── RECORD EXCERPTS ──
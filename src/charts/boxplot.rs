use std::collections::BTreeMap;

use crate::data::model::ListingRecord;

/// Five-number summary of one group, with Tukey whiskers.
#[derive(Debug, Clone, PartialEq)]
pub struct BoxStats {
    pub label: String,
    pub min: f64,
    pub q1: f64,
    pub median: f64,
    pub q3: f64,
    pub max: f64,
    /// Most extreme values still within 1.5 × IQR of the box.
    pub lower_whisker: f64,
    pub upper_whisker: f64,
    /// Values beyond the whiskers, ascending.
    pub outliers: Vec<f64>,
    pub n: usize,
}

impl BoxStats {
    /// `None` when there are no values.
    pub fn from_values(label: impl Into<String>, mut values: Vec<f64>) -> Option<Self> {
        if values.is_empty() {
            return None;
        }
        values.sort_by(f64::total_cmp);

        let q1 = quantile_sorted(&values, 0.25);
        let median = quantile_sorted(&values, 0.5);
        let q3 = quantile_sorted(&values, 0.75);
        let iqr = q3 - q1;
        let low_fence = q1 - 1.5 * iqr;
        let high_fence = q3 + 1.5 * iqr;

        let inside = values.iter().copied().filter(|v| (low_fence..=high_fence).contains(v));
        let lower_whisker = inside.clone().next().unwrap_or(q1);
        let upper_whisker = inside.last().unwrap_or(q3);
        let outliers = values
            .iter()
            .copied()
            .filter(|v| !(low_fence..=high_fence).contains(v))
            .collect();

        Some(BoxStats {
            label: label.into(),
            min: values[0],
            q1,
            median,
            q3,
            max: values[values.len() - 1],
            lower_whisker,
            upper_whisker,
            outliers,
            n: values.len(),
        })
    }
}

/// Linear interpolation between closest ranks; `sorted` must be non-empty.
pub fn quantile_sorted(sorted: &[f64], q: f64) -> f64 {
    let pos = q.clamp(0.0, 1.0) * (sorted.len() - 1) as f64;
    let lo = pos.floor() as usize;
    let hi = pos.ceil() as usize;
    let frac = pos - lo as f64;
    sorted[lo] + (sorted[hi] - sorted[lo]) * frac
}

/// Price distribution per condition, alphabetical by condition.
#[derive(Debug, Clone, PartialEq, Default)]
pub struct ConditionBoxes {
    pub boxes: Vec<BoxStats>,
}

impl ConditionBoxes {
    /// Listings without a condition or a price are left out.
    pub fn build<'a>(records: impl IntoIterator<Item = &'a ListingRecord>) -> Self {
        let mut groups: BTreeMap<&str, Vec<f64>> = BTreeMap::new();
        for r in records {
            if let (Some(condition), Some(price)) = (r.condition.as_deref(), r.price) {
                groups.entry(condition).or_default().push(price);
            }
        }
        ConditionBoxes {
            boxes: groups
                .into_iter()
                .filter_map(|(label, prices)| BoxStats::from_values(label, prices))
                .collect(),
        }
    }

    pub fn is_empty(&self) -> bool {
        self.boxes.is_empty()
    }
}

#[cfg(test)]
mod tests {
    use super::*;
    use crate::data::model::fixtures::listing;

    #[test]
    fn quantiles_interpolate_linearly() {
        let v = [1.0, 2.0, 3.0, 4.0];
        assert_eq!(quantile_sorted(&v, 0.0), 1.0);
        assert_eq!(quantile_sorted(&v, 0.25), 1.75);
        assert_eq!(quantile_sorted(&v, 0.5), 2.5);
        assert_eq!(quantile_sorted(&v, 0.75), 3.25);
        assert_eq!(quantile_sorted(&v, 1.0), 4.0);
        assert_eq!(quantile_sorted(&[7.0], 0.5), 7.0);
    }

    #[test]
    fn outliers_fall_outside_whiskers() {
        let values = vec![10.0, 12.0, 11.0, 13.0, 12.0, 11.0, 100.0];
        let stats = BoxStats::from_values("good", values).unwrap();
        assert_eq!(stats.min, 10.0);
        assert_eq!(stats.max, 100.0);
        assert_eq!(stats.median, 12.0);
        assert_eq!(stats.outliers, vec![100.0]);
        assert_eq!(stats.upper_whisker, 13.0);
        assert_eq!(stats.lower_whisker, 10.0);
        assert_eq!(stats.n, 7);
    }

    #[test]
    fn single_value_collapses_box() {
        let stats = BoxStats::from_values("fair", vec![5000.0]).unwrap();
        assert_eq!(stats.q1, 5000.0);
        assert_eq!(stats.q3, 5000.0);
        assert_eq!(stats.lower_whisker, 5000.0);
        assert_eq!(stats.upper_whisker, 5000.0);
        assert!(stats.outliers.is_empty());
    }

    #[test]
    fn groups_by_condition_alphabetically() {
        let mut fair = listing(2000.0, 2005);
        fair.condition = Some("fair".to_string());
        let mut excellent = listing(15000.0, 2019);
        excellent.condition = Some("excellent".to_string());
        let mut unknown = listing(1.0, 2000);
        unknown.condition = None;
        let records = vec![listing(8000.0, 2014), fair, excellent, unknown, listing(6000.0, 2012)];

        let boxes = ConditionBoxes::build(&records);
        let labels: Vec<&str> = boxes.boxes.iter().map(|b| b.label.as_str()).collect();
        assert_eq!(labels, vec!["excellent", "fair", "good"]);
        assert_eq!(boxes.boxes[2].n, 2);
        assert_eq!(boxes.boxes[2].median, 7000.0);
    }

    #[test]
    fn empty_input_has_no_boxes() {
        assert!(ConditionBoxes::build(&[]).is_empty());
        assert!(BoxStats::from_values("x", Vec::new()).is_none());
    }
}
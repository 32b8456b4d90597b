use eframe::egui::{self, RichText, ScrollArea, Ui};

use crate::data::filter::Choice;
use crate::data::metrics::{group_thousands, Summary};
use crate::state::AppState;

// ---------------------------------------------------------------------------
// Left side panel – filter widgets
// ---------------------------------------------------------------------------

/// Render the left filter panel.
pub fn side_panel(ui: &mut Ui, state: &mut AppState) {
    ui.heading("Filter Options");
    ui.separator();

    let dataset = state.dataset;
    let price_bounds = dataset.price_range;
    let year_bounds = dataset.year_range;

    ScrollArea::vertical()
        .auto_shrink([false, false])
        .show(ui, |ui: &mut Ui| {
            let mut changed = false;

            // ---- Price range ----
            ui.strong("Price Range");
            let price = &mut state.selection.price;
            changed |= ui
                .add(
                    egui::Slider::new(&mut price.min, price_bounds.min..=price_bounds.max)
                        .integer()
                        .prefix("$")
                        .text("min"),
                )
                .changed();
            changed |= ui
                .add(
                    egui::Slider::new(&mut price.max, price_bounds.min..=price_bounds.max)
                        .integer()
                        .prefix("$")
                        .text("max"),
                )
                .changed();
            ui.add_space(6.0);

            // ---- Model year range ----
            ui.strong("Model Year");
            let year = &mut state.selection.year;
            changed |= ui
                .add(egui::Slider::new(&mut year.min, year_bounds.min..=year_bounds.max).text("from"))
                .changed();
            changed |= ui
                .add(egui::Slider::new(&mut year.max, year_bounds.min..=year_bounds.max).text("to"))
                .changed();
            ui.add_space(6.0);

            if changed {
                state.refresh();
            }

            // ---- Categories ----
            ui.strong("Condition");
            if let Some(choice) =
                choice_combo(ui, "condition", &state.selection.condition, &Choice::options(&dataset.conditions))
            {
                state.set_condition(choice);
            }
            ui.add_space(6.0);

            ui.strong("Vehicle Type");
            if let Some(choice) =
                choice_combo(ui, "body_type", &state.selection.body_type, &Choice::options(&dataset.body_types))
            {
                state.set_body_type(choice);
            }

            ui.separator();
            if ui.button("Reset filters").clicked() {
                state.reset_filters();
            }
        });
}

/// Combo box over `options`; returns the newly picked choice, if any.
fn choice_combo(ui: &mut Ui, id: &str, current: &Choice, options: &[Choice]) -> Option<Choice> {
    let mut picked = None;
    egui::ComboBox::from_id_salt(id)
        .selected_text(current.to_string())
        .show_ui(ui, |ui: &mut Ui| {
            for option in options {
                if ui
                    .selectable_label(current == option, option.to_string())
                    .clicked()
                    && current != option
                {
                    picked = Some(option.clone());
                }
            }
        });
    picked
}

// ---------------------------------------------------------------------------
// Top bar and footer
// ---------------------------------------------------------------------------

/// Render the title bar with dataset and view sizes.
pub fn top_bar(ui: &mut Ui, state: &AppState) {
    ui.add_space(4.0);
    ui.heading("US Vehicle Sales Data Analysis");
    ui.horizontal(|ui: &mut Ui| {
        ui.label("Explore and analyze vehicle listings in the United States");
        ui.separator();
        ui.label(format!(
            "{} listings loaded, {} visible",
            group_thousands(state.dataset.len() as i64),
            group_thousands(state.visible_indices.len() as i64)
        ));
    });
    ui.add_space(4.0);
}

pub fn footer(ui: &mut Ui) {
    ui.label(
        RichText::new(
            "Note: this dashboard provides an interactive visualization of vehicle listings data in the United States.",
        )
        .small()
        .weak(),
    );
}

// ---------------------------------------------------------------------------
// Metric tiles
// ---------------------------------------------------------------------------

/// Four headline numbers side by side.
pub fn metric_tiles(ui: &mut Ui, summary: &Summary) {
    ui.columns(4, |cols: &mut [Ui]| {
        metric(&mut cols[0], "Total Listings", &group_thousands(summary.count as i64));
        metric(&mut cols[1], "Average Price", &summary.price_label());
        metric(&mut cols[2], "Average Mileage", &summary.odometer_label());
        metric(&mut cols[3], "Average Year", &summary.model_year_label());
    });
}

fn metric(ui: &mut Ui, label: &str, value: &str) {
    ui.vertical(|ui: &mut Ui| {
        ui.label(RichText::new(label).weak());
        ui.label(RichText::new(value).size(26.0).strong());
    });
}
mod app;
mod charts;
mod cli;
mod color;
mod data;
mod state;
mod store;
mod ui;

use app::DashboardApp;
use clap::Parser;
use eframe::egui;
use state::AppState;

fn main() -> eframe::Result {
    env_logger::init();

    let args = cli::Args::parse();

    // A dataset that cannot be loaded is fatal: report it plainly and exit.
    let dataset = match args
        .delimiter_byte()
        .and_then(|delimiter| store::init(&args.path, delimiter))
    {
        Ok(ds) => ds,
        Err(e) => {
            log::error!("Failed to load dataset: {e:#}");
            eprintln!("error: {e:#}");
            std::process::exit(1);
        }
    };

    let state = AppState::new(dataset, args.show_days_listed);

    let options = eframe::NativeOptions {
        viewport: egui::ViewportBuilder::default()
            .with_inner_size([1280.0, 900.0])
            .with_min_inner_size([800.0, 500.0]),
        ..Default::default()
    };

    eframe::run_native(
        "US Vehicle Sales Dashboard",
        options,
        Box::new(|_cc| Ok(Box::new(DashboardApp::new(state)))),
    )
}
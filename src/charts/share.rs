use std::collections::BTreeMap;

/// One category's slice of the whole.
#[derive(Debug, Clone, PartialEq)]
pub struct Slice {
    pub label: String,
    pub count: usize,
    /// `count / total`, in `[0, 1]`.
    pub fraction: f64,
}

/// Category counts expressed as proportions, largest first.
#[derive(Debug, Clone, PartialEq, Default)]
pub struct CategoryShare {
    pub slices: Vec<Slice>,
}

impl CategoryShare {
    /// Count each distinct present value. Missing values are not counted and
    /// do not contribute to the total. Ties are ordered alphabetically.
    pub fn build<'a>(values: impl IntoIterator<Item = Option<&'a str>>) -> Self {
        let mut counts: BTreeMap<&str, usize> = BTreeMap::new();
        for v in values.into_iter().flatten() {
            *counts.entry(v).or_default() += 1;
        }
        let total: usize = counts.values().sum();
        if total == 0 {
            return CategoryShare::default();
        }

        let mut slices: Vec<Slice> = counts
            .into_iter()
            .map(|(label, count)| Slice {
                label: label.to_string(),
                count,
                fraction: count as f64 / total as f64,
            })
            .collect();
        // Stable sort keeps the alphabetical order from the map for ties.
        slices.sort_by(|a, b| b.count.cmp(&a.count));

        CategoryShare { slices }
    }

    pub fn is_empty(&self) -> bool {
        self.slices.is_empty()
    }
}

#[cfg(test)]
mod tests {
    use super::*;

    #[test]
    fn counts_present_values_largest_first() {
        let share = CategoryShare::build([
            Some("sedan"),
            Some("SUV"),
            None,
            Some("sedan"),
            Some("truck"),
            Some("sedan"),
            Some("SUV"),
        ]);
        let labels: Vec<&str> = share.slices.iter().map(|s| s.label.as_str()).collect();
        assert_eq!(labels, vec!["sedan", "SUV", "truck"]);
        assert_eq!(share.slices[0].count, 3);
        assert!((share.slices[0].fraction - 0.5).abs() < 1e-12);
        let sum: f64 = share.slices.iter().map(|s| s.fraction).sum();
        assert!((sum - 1.0).abs() < 1e-12);
    }

    #[test]
    fn ties_are_alphabetical() {
        let share = CategoryShare::build([Some("wagon"), Some("coupe"), Some("van")]);
        let labels: Vec<&str> = share.slices.iter().map(|s| s.label.as_str()).collect();
        assert_eq!(labels, vec!["coupe", "van", "wagon"]);
    }

    #[test]
    fn all_missing_is_empty() {
        assert!(CategoryShare::build([None, None]).is_empty());
        assert!(CategoryShare::build(std::iter::empty()).is_empty());
    }
}
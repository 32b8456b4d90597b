pub mod charts;
pub mod panels;
pub mod table;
───
Copy out, from the listing above, every line that contains the string "crate".

use crate::data::model::ListingRecord;
    use crate::data::model::fixtures::listing;
use crate::data::filter::Choice;
use crate::data::metrics::{group_thousands, Summary};
use crate::state::AppState;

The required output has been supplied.